Bei Gleichstand gewinnt die reichhaltigere Tabelle (mehr gefüllte Zellen).

Genus-Erkennung

  • Steht das Gender-Schema in den Header-Zeilen (m sg m pl f sg f pl n sg n pl → ng=6 für 3 Genera × 2 Numeri), wird es direkt übernommen.
  • ng=4: zwei Genera (m/f) mit sg+pl.
  • ng=3: drei Genera (m/f/n) nur ein Numerus (pl).
  • Sonst: Einzelgenus aus der prūsiskai:-Zeile extrahiert (Regex \b([mfn])\s+sg\s+pl).

Duplikat-Behandlung bei Prusaspira

Wenn ein Akk:-Wert auf der gleichen Zeile wie ein prūsiskai:-Marker eines zweiten Lemmas erscheint (z.B. Akk: mūsan mūsans … prūsiskai: mūsa …), werden die Akkusativ-Daten bis zum prūsiskai: abgeschnitten und dem ersten Lemma zugeordnet. Erscheint derselbe Kasus später mit mehr Werten, wird er ersetzt.

Hervorhebung (Diff-Markierung)

  • Rot (diff): Keine Variante dieser Zelle kommt in einer zweiten Quelle vor (weicht von der 2-von-3-Mehrheit ab).
  • Gelb (partial): Enthält die Mehrheitsform, aber hat zusätzliche Schreibvarianten.
  • Die Mehrheit wird pro Zelle aus den normalisierten Varianten aller Quellen mit /-Split gebildet. Eine Variante gilt als Mehrheit, wenn sie in ≥ 2 Quellen vorkommt.

Genus-lose Twanksta-Daten

Wenn twanksta keine Genus-Differenzierung hat (Gender "") aber Formen liefert, werden diese in alle vorhandenen Genus-Zeilen kopiert, die keine eigenen twanksta-Daten haben.

Pl-Only-Erkennung

Wenn prusaspira und/oder twanksta nur Pluralformen haben, wird die tabula-Singular-Spalte unterdrückt, selbst wenn tabula dort Werte hat.

Goldstandard-Auswahl

compare_sources.py schreibt neben vergleich.html einen rohen, source-major Dump vergleich.json (geparste Formen pro Quelle, ohne Farb-/Matching-Annotation). goldstandard.py liest diese JSON und wählt je Inflektionszelle eine kanonische Form (GOLDSTANDARD.md).

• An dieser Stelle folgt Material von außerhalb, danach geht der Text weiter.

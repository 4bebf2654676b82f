// [[AXON]]/apps/kernel-server/src/assignment/mod.rs
// Purpose: Task routing. Strategy selection, workload snapshots, delegation ledger.
// Architecture: Domain Logic Layer
// Dependencies: dashmap, rand, repo

pub mod delegation;
pub mod rules;
pub mod strategies;

use chrono::Utc;
use dashmap::DashMap;
use std::sync::Arc;
use std::time::{Duration, Instant};
use thiserror::Error;
use uuid::Uuid;

use crate::config::AssignmentConfig;
use crate::error::KernelError;
use crate::models::{Agent, AgentStatus, DelegationRecord, DelegationStatus, Task, TaskStatus};
use crate::repo::{RepoError, Repositories};
use delegation::DelegationGraph;
use rules::RuleBook;
use strategies::Strategy;

#[derive(Error, Debug)]
pub enum AssignError {
    #[error("no eligible agent")]
    NoEligibleAgent,
    #[error("all eligible agents are overloaded")]
    AllOverloaded,
    #[error("no agent matches the required capabilities")]
    NoMatchingCapability,
    #[error(transparent)]
    Storage(#[from] RepoError),
}

impl From<AssignError> for KernelError {
    fn from(e: AssignError) -> Self {
        match e {
            AssignError::Storage(inner) => inner.into(),
            other => KernelError::Conflict(other.to_string()),
        }
    }
}

pub struct AssignmentEngine {
    repos: Repositories,
    cfg: AssignmentConfig,
    pub rules: RuleBook,
    rr_cursors: DashMap<Uuid, usize>,
    /// Workload snapshots per tenant; refreshed lazily, bounded by the
    /// snapshot TTL so assignment never hammers the agents table.
    snapshots: DashMap<Uuid, (Instant, Arc<Vec<Agent>>)>,
}

impl AssignmentEngine {
    pub fn new(repos: Repositories, cfg: AssignmentConfig) -> Self {
        AssignmentEngine {
            repos,
            cfg,
            rules: RuleBook::with_defaults(),
            rr_cursors: DashMap::new(),
            snapshots: DashMap::new(),
        }
    }

    pub fn select_strategy(&self, task: &Task) -> Strategy {
        strategies::select(task, &self.rules)
    }

    async fn snapshot(&self, tenant_id: Uuid) -> Result<Arc<Vec<Agent>>, AssignError> {
        let ttl = Duration::from_secs(self.cfg.workload_snapshot_ttl_secs);
        if let Some(entry) = self.snapshots.get(&tenant_id) {
            let (taken, agents) = entry.value();
            if taken.elapsed() < ttl {
                return Ok(agents.clone());
            }
        }
        let agents = Arc::new(self.repos.agents.list(tenant_id).await?);
        self.snapshots
            .insert(tenant_id, (Instant::now(), agents.clone()));
        Ok(agents)
    }

    pub fn invalidate_snapshot(&self, tenant_id: Uuid) {
        self.snapshots.remove(&tenant_id);
    }

    /// Pick an agent for the task. Pure selection: the caller owns the
    /// status transition that records the assignment.
    pub async fn pick_agent(&self, task: &Task) -> Result<String, AssignError> {
        let agents = self.snapshot(task.tenant_id).await?;
        let eligible: Vec<&Agent> = agents
            .iter()
            .filter(|a| a.status == AgentStatus::Active)
            .collect();
        if eligible.is_empty() {
            return Err(AssignError::NoEligibleAgent);
        }
        if eligible
            .iter()
            .all(|a| a.active_tasks >= self.cfg.overload_threshold)
        {
            return Err(AssignError::AllOverloaded);
        }

        let strategy = self.select_strategy(task);
        let mut cursor = self.rr_cursors.entry(task.tenant_id).or_insert(0);
        let chosen = strategies::pick(strategy, task, &eligible, &self.cfg, &mut cursor)?;
        metrics::counter!(
            "assignments_total",
            "strategy" => strategy.label(),
            "status" => "ok"
        )
        .increment(1);
        Ok(chosen)
    }

    /// Assign a pending task end-to-end: pick, transition pending->assigned
    /// under optimistic locking, bump the chosen agent's queue depth.
    pub async fn assign(&self, task: &Task, actor: &str) -> Result<Task, KernelError> {
        let agent_id = self.pick_agent(task).await.map_err(|e| {
            metrics::counter!("assignments_total", "strategy" => "none", "status" => "failed")
                .increment(1);
            KernelError::from(e)
        })?;
        let updated = self
            .repos
            .tasks
            .transition(
                task.tenant_id,
                task.id,
                TaskStatus::Pending,
                TaskStatus::Assigned,
                task.version,
                actor,
                Some(&agent_id),
            )
            .await
            .map_err(KernelError::from)?;
        self.repos
            .agents
            .adjust_workload(task.tenant_id, &agent_id, 0, 1)
            .await
            .map_err(KernelError::from)?;
        self.invalidate_snapshot(task.tenant_id);
        Ok(updated)
    }

    /// Delegate an assigned task to another agent. Refuses edges that would
    /// close a cycle among currently-open delegations.
    pub async fn delegate(
        &self,
        task: &Task,
        from_agent: &str,
        to_agent: &str,
        reason: &str,
    ) -> Result<DelegationRecord, KernelError> {
        // The handover rides the assigned -> pending reject edge, so only a
        // task that is assigned but not yet accepted can change hands.
        // Accepted or running work must be rejected or finished first.
        if task.status != TaskStatus::Assigned {
            return Err(KernelError::Conflict(format!(
                "only an assigned task can be delegated; this one is {}",
                crate::repo::enum_to_str(&task.status)
            )));
        }
        if task.assigned_to.as_deref() != Some(from_agent) {
            return Err(KernelError::Forbidden(
                "only the assigned agent may delegate".into(),
            ));
        }
        if from_agent == to_agent {
            return Err(KernelError::InvalidInput("self-delegation".into()));
        }

        // Build the open-delegation graph and test the new edge.
        let open = self
            .repos
            .tasks
            .delegations_for_tenant(task.tenant_id)
            .await
            .map_err(KernelError::from)?;
        let mut graph = DelegationGraph::new();
        for record in &open {
            graph.add_edge(&record.from_agent, &record.to_agent);
        }
        if graph.would_create_cycle(from_agent, to_agent) {
            return Err(KernelError::Conflict(format!(
                "delegation {} -> {} would create a cycle",
                from_agent, to_agent
            )));
        }

        // Reassign: back to pending, then to the delegate. The ledger row
        // lands only once the handover actually happened.
        let task = self
            .repos
            .tasks
            .transition(
                task.tenant_id,
                task.id,
                task.status,
                TaskStatus::Pending,
                task.version,
                from_agent,
                None,
            )
            .await
            .map_err(KernelError::from)?;
        self.repos
            .tasks
            .transition(
                task.tenant_id,
                task.id,
                TaskStatus::Pending,
                TaskStatus::Assigned,
                task.version,
                from_agent,
                Some(to_agent),
            )
            .await
            .map_err(KernelError::from)?;
        self.repos
            .tasks
            .set_delegated_from(task.tenant_id, task.id, from_agent)
            .await
            .map_err(KernelError::from)?;

        let record = DelegationRecord {
            id: Uuid::new_v4(),
            task_id: task.id,
            tenant_id: task.tenant_id,
            from_agent: from_agent.to_string(),
            to_agent: to_agent.to_string(),
            reason: reason.to_string(),
            status: DelegationStatus::Open,
            result: None,
            at: Utc::now(),
        };
        self.repos
            .tasks
            .record_delegation(&record)
            .await
            .map_err(KernelError::from)?;

        self.repos
            .agents
            .adjust_workload(record.tenant_id, from_agent, 0, -1)
            .await
            .map_err(KernelError::from)?;
        self.repos
            .agents
            .adjust_workload(record.tenant_id, to_agent, 0, 1)
            .await
            .map_err(KernelError::from)?;
        self.invalidate_snapshot(record.tenant_id);

        Ok(record)
    }
}

#[cfg(test)]
mod tests {
    use super::*;
    use crate::models::TaskPriority;
    use std::collections::HashSet;

    pub(crate) fn agent(id: &str, caps: &[&str]) -> Agent {
        Agent {
            id: id.to_string(),
            tenant_id: Uuid::nil(),
            capabilities: caps.iter().map(|c| c.to_string()).collect::<HashSet<_>>(),
            status: AgentStatus::Active,
            active_tasks: 0,
            queued_tasks: 0,
            success_rate: 1.0,
            avg_completion_secs: 60.0,
            availability: 1.0,
            cost_rate: Some(10.0),
            last_heartbeat: Utc::now(),
            registered_at: Utc::now(),
        }
    }

    pub(crate) fn task_with(params: serde_json::Value, priority: TaskPriority) -> Task {
        Task {
            id: Uuid::new_v4(),
            tenant_id: Uuid::nil(),
            task_type: "build".to_string(),
            status: TaskStatus::Pending,
            priority,
            title: "t".to_string(),
            parameters: params,
            assigned_to: None,
            delegated_from: None,
            parent_id: None,
            created_by: "creator".to_string(),
            idempotency_key: None,
            version: 1,
            created_at: Utc::now(),
            assigned_at: None,
            accepted_at: None,
            started_at: None,
            completed_at: None,
            deadline: None,
            deleted_at: None,
        }
    }
}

Die Abweichungen werden in drei Kategorien geführt:

  • Gender-Mismatch: Quellen weisen demselben Lemma verschiedene Genera zu (jede Quelle genau ein Genus). Vorschlag = Mehrheits-Genus.
  • Variation: echte Formdivergenz, die nach der orthographischen Regelschicht fortbesteht. Goldstandard = Mehrheitsvotum (2/3); kein MCP-Check (der Prussian MCP ist die Twanksta-Quelle).
  • Orthographie: nach Anwendung der Regelschicht identisch (gleiches Morphem).

Zusätzlich schreibt goldstandard.py die vollständige FST-Eingabe goldstandard.json — eine Liste mit einem Eintrag pro (Paradigma, Genus): Felder paradigm, lemma, gender, stamm, suffixe. Der Stamm ist der makron- und palatalisierungs-insensitive gemeinsame Präfix aller Goldformen des Paradigmas (über alle Genera hinweg gleich), sodass weder Vokallänge (ī/i) noch Palatalisierung (ŗ/r, š/s) den Stamm bricht; die Schreibung inkl. Makron stammt vom maskulinen Nom sg (= Lemma-Zitierform). Je Zelle steht das Suffix (Goldform minus Stamm) mit zwei Flags: macron_shift (Stamm-Region in längen-verschobenem Grad → Längen-Allomorphie) und optional palatize (Stamm-Region palatalisiert, z. B. kūg-kūģu). Der exakte Grad bzw. die Palatalisierung bleibt einer späteren (morphophonologischen) Schicht überlassen; die exakten Oberflächenformen stehen in GOLDSTANDARD.md / vergleich.json.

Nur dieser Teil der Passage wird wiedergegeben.